#### ASSIGNMENT:
For each line of the listing that holds "runs", show the full line.

[DATA FOR REVIEW Boundary: Start]

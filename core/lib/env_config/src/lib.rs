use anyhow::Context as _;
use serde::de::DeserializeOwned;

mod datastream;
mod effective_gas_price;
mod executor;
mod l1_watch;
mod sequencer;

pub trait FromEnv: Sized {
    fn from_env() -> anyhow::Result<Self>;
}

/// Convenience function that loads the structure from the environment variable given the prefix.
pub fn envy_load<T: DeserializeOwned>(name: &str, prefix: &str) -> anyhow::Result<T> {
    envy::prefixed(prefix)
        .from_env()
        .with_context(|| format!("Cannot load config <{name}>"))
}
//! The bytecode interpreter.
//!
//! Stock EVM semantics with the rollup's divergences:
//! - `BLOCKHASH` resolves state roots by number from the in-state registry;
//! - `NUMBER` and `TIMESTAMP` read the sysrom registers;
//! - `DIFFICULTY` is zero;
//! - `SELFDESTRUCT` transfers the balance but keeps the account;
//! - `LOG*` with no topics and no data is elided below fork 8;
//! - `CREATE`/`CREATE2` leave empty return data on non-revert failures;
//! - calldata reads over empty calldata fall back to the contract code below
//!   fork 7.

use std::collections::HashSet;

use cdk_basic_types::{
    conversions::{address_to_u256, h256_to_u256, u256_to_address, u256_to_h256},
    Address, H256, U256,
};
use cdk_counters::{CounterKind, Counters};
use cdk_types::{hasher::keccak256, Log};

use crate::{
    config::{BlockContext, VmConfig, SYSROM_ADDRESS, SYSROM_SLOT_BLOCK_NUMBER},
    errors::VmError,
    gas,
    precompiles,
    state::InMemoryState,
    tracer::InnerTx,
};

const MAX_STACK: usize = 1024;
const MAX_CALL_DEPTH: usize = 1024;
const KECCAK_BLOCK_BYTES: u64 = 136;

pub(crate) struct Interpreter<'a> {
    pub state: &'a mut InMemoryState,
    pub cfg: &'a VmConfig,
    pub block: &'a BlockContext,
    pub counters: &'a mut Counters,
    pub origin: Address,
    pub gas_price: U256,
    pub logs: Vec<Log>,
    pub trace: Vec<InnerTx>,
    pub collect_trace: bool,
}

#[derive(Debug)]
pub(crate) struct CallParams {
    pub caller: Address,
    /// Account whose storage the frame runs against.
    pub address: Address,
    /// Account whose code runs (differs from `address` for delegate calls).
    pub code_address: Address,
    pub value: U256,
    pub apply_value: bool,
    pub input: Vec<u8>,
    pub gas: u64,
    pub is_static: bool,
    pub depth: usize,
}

[DATA FOR REVIEW Boundary: End]

#### WRITTEN RESPONSE:
    /// Account whose storage the frame runs against.
    /// Account whose code runs (differs from `address` for delegate calls).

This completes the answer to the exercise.